Exercise brief:
From the records below, extract only the lines running from the line with "String, reason: String" to the line with "config.validate()?;", both lines included, reproducing them exactly.

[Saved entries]
= Beginning of Section =

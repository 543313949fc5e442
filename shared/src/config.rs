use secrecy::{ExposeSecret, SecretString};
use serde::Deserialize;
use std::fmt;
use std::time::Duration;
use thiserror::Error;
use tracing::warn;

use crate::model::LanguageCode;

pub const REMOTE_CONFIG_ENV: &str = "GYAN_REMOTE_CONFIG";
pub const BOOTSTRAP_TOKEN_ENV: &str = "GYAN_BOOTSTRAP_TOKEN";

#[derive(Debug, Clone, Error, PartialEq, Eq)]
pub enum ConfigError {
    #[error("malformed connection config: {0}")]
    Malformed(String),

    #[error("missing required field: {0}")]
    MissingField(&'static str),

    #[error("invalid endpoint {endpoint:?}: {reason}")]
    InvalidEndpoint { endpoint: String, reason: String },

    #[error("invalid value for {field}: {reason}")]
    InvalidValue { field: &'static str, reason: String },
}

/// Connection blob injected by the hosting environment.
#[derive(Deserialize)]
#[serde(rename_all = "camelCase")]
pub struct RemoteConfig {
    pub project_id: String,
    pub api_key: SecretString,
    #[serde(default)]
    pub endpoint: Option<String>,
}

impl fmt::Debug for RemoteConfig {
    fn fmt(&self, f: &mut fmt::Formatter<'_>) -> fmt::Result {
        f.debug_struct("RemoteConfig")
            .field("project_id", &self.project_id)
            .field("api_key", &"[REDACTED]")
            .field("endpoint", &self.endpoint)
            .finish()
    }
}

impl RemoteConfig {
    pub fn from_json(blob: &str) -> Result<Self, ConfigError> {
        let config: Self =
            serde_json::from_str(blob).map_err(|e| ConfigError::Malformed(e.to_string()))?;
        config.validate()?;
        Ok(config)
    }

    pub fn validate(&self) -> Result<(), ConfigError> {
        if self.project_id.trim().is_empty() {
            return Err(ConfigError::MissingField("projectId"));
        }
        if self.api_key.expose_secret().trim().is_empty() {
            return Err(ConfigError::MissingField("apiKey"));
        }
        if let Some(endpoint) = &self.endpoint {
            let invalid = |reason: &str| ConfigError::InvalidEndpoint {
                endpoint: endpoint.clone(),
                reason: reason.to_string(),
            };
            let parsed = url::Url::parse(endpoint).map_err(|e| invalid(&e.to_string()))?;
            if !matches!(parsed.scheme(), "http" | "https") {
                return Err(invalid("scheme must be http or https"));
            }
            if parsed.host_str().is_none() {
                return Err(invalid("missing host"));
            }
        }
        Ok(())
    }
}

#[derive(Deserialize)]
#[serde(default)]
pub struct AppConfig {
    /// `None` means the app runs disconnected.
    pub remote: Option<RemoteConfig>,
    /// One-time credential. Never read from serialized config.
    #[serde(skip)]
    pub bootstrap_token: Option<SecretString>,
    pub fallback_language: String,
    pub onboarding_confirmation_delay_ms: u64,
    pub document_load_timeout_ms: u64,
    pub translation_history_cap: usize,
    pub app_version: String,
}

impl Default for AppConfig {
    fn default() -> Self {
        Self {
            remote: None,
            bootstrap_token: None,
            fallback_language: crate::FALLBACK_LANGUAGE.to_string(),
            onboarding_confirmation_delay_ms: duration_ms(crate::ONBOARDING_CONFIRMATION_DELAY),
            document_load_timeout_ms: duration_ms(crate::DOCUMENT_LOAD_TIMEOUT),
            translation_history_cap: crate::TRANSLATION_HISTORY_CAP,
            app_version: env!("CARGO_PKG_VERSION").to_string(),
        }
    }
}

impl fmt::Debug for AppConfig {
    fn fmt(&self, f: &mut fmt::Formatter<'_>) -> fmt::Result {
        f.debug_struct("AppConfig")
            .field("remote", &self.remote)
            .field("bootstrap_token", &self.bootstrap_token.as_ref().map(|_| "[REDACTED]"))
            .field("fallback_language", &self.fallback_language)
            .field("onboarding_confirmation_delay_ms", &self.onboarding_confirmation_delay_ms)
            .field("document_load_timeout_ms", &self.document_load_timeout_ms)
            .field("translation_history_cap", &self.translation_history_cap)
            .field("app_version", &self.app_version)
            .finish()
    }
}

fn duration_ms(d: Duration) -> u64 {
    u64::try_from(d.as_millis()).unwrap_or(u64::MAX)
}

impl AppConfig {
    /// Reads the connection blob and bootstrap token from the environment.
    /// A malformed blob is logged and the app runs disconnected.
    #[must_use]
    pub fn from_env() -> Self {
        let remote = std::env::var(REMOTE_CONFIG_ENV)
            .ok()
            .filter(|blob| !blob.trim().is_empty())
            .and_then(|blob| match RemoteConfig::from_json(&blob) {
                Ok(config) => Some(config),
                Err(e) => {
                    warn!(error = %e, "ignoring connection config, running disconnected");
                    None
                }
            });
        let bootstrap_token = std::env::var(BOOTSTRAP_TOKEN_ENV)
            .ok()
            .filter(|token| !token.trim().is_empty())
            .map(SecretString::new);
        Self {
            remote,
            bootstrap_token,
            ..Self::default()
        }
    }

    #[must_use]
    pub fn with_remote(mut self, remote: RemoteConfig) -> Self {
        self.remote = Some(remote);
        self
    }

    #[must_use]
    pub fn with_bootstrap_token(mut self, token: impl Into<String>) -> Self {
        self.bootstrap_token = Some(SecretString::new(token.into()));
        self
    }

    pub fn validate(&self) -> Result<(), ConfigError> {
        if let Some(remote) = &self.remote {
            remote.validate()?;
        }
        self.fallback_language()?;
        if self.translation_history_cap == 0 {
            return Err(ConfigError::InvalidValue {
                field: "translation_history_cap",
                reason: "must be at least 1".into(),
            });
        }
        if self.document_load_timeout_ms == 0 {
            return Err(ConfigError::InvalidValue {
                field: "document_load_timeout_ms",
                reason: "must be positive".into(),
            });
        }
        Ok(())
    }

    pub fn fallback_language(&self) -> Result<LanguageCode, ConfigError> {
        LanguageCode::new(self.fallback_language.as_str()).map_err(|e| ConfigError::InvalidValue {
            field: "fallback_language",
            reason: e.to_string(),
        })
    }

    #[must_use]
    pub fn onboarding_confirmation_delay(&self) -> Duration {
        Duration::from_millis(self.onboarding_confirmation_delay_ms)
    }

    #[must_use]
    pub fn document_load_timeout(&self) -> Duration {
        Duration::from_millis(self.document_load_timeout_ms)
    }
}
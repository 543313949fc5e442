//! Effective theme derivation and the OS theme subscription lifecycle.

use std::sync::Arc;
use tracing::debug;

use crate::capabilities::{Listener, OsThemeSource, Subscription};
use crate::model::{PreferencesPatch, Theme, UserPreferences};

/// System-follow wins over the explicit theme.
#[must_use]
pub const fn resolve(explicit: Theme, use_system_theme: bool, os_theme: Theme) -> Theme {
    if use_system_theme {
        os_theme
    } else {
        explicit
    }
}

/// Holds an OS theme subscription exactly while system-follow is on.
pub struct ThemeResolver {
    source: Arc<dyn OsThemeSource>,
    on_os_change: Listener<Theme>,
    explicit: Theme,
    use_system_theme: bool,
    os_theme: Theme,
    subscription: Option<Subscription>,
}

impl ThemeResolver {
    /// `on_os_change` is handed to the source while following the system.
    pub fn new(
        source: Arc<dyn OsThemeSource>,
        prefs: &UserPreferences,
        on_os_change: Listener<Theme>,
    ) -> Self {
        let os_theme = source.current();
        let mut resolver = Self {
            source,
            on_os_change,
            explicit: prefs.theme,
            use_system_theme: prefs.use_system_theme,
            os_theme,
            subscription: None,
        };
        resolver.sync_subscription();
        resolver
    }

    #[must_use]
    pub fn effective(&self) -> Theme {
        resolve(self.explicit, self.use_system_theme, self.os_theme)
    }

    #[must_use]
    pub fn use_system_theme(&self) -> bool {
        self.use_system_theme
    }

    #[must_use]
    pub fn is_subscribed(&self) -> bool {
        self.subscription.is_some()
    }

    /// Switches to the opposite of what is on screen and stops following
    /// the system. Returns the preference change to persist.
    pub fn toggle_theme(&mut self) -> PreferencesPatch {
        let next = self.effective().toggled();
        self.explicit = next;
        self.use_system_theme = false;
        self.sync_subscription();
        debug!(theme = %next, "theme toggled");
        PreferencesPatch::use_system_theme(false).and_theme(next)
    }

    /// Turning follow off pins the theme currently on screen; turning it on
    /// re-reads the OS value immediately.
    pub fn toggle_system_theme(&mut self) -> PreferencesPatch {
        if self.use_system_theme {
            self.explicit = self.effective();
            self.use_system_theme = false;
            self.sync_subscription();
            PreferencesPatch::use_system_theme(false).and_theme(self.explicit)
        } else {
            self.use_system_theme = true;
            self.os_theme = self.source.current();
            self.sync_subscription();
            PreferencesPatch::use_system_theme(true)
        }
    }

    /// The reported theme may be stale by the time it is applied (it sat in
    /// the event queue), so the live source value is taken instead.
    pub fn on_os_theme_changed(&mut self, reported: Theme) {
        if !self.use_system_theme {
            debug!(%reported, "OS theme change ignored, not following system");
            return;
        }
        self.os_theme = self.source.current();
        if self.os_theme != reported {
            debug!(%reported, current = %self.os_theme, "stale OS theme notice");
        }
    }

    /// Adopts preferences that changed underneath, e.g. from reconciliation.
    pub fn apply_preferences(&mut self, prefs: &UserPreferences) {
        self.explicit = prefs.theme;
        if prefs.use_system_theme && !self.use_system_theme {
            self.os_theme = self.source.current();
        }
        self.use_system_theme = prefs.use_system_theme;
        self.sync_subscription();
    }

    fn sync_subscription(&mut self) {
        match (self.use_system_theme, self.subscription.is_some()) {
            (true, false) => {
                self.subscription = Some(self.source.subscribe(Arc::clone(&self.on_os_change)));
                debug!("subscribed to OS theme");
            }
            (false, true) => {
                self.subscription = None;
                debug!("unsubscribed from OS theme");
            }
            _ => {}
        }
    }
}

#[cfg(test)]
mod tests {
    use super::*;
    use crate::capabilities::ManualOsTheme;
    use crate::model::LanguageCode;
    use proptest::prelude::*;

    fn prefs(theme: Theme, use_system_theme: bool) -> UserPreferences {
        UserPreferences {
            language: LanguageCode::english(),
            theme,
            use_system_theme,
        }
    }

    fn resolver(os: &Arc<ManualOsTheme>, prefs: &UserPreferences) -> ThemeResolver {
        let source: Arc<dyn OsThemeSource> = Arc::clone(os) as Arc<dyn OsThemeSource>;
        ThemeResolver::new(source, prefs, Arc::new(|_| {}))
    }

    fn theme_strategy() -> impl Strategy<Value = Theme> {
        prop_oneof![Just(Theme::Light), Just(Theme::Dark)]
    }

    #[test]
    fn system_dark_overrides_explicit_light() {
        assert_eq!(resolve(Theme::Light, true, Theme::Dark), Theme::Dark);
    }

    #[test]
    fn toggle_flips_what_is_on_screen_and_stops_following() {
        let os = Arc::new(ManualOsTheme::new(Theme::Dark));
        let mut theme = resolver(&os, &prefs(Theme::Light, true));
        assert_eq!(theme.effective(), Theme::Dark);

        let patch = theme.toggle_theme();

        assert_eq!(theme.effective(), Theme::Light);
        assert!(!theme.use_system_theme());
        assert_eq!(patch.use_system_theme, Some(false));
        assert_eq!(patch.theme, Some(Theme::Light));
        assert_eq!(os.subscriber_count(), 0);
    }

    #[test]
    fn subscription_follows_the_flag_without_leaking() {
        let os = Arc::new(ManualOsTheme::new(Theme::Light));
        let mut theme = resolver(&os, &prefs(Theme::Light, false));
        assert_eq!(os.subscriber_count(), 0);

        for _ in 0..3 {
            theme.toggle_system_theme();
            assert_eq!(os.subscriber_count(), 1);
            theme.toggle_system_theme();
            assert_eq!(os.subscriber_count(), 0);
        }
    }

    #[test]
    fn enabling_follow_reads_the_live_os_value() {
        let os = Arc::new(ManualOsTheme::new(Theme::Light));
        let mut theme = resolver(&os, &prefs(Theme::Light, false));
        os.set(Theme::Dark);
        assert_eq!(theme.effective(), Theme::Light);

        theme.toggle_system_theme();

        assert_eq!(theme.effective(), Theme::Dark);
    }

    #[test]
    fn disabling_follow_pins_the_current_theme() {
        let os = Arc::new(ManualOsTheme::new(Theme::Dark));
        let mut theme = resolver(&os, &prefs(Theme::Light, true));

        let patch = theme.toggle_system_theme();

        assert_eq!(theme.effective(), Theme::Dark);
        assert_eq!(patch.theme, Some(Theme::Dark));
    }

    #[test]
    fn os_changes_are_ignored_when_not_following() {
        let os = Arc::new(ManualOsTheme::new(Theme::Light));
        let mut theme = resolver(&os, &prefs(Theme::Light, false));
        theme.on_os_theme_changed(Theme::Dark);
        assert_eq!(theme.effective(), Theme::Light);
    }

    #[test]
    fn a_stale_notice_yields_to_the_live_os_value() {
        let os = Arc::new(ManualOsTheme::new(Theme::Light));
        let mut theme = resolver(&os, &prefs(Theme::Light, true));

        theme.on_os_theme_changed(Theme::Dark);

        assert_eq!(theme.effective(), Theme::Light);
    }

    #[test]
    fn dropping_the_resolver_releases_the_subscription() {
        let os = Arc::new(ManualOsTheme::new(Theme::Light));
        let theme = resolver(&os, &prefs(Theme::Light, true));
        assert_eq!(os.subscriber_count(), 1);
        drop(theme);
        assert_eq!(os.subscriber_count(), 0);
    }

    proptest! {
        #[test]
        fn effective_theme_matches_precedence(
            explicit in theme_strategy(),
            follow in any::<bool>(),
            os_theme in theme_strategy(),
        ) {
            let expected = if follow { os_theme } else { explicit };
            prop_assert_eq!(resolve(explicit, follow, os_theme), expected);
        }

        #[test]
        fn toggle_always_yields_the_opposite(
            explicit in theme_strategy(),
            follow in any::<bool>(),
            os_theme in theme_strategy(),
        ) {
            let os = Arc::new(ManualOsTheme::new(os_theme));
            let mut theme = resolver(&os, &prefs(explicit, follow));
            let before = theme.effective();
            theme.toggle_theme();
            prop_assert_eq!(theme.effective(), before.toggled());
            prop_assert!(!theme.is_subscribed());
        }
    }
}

= End of Section =
= Beginning of Section =

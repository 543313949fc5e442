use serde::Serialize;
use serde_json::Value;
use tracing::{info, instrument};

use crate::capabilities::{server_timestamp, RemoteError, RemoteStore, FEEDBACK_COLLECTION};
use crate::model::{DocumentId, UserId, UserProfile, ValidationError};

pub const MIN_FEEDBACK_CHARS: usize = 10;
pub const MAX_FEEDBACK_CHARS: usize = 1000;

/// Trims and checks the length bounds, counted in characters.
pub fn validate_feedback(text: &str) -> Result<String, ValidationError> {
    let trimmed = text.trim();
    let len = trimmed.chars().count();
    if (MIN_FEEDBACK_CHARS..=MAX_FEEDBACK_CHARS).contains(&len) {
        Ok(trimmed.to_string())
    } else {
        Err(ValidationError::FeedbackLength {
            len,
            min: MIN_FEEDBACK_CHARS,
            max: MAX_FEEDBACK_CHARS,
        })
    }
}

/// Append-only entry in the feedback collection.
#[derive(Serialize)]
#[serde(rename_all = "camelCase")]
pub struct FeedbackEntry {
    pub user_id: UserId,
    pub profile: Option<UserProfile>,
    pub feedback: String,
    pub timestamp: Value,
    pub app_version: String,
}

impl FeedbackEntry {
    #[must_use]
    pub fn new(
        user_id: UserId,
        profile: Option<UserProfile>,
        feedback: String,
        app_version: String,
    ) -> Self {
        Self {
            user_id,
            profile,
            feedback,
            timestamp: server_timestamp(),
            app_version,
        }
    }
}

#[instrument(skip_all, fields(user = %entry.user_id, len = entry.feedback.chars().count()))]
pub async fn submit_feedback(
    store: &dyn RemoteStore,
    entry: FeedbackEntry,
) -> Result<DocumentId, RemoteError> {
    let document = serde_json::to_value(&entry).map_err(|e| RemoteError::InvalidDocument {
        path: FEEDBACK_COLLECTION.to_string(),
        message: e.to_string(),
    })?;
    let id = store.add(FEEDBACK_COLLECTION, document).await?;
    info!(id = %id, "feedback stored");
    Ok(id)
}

= End of Section =

Completed task:
    InvalidEndpoint { endpoint: String, reason: String },

    #[error("invalid value for {field}: {reason}")]
    InvalidValue { field: &'static str, reason: String },
}

/// Connection blob injected by the hosting environment.
#[derive(Deserialize)]
#[serde(rename_all = "camelCase")]
pub struct RemoteConfig {
    pub project_id: String,
    pub api_key: SecretString,
    #[serde(default)]
    pub endpoint: Option<String>,
}

impl fmt::Debug for RemoteConfig {
    fn fmt(&self, f: &mut fmt::Formatter<'_>) -> fmt::Result {
        f.debug_struct("RemoteConfig")
            .field("project_id", &self.project_id)
            .field("api_key", &"[REDACTED]")
            .field("endpoint", &self.endpoint)
            .finish()
    }
}

impl RemoteConfig {
    pub fn from_json(blob: &str) -> Result<Self, ConfigError> {
        let config: Self =
            serde_json::from_str(blob).map_err(|e| ConfigError::Malformed(e.to_string()))?;
        config.validate()?;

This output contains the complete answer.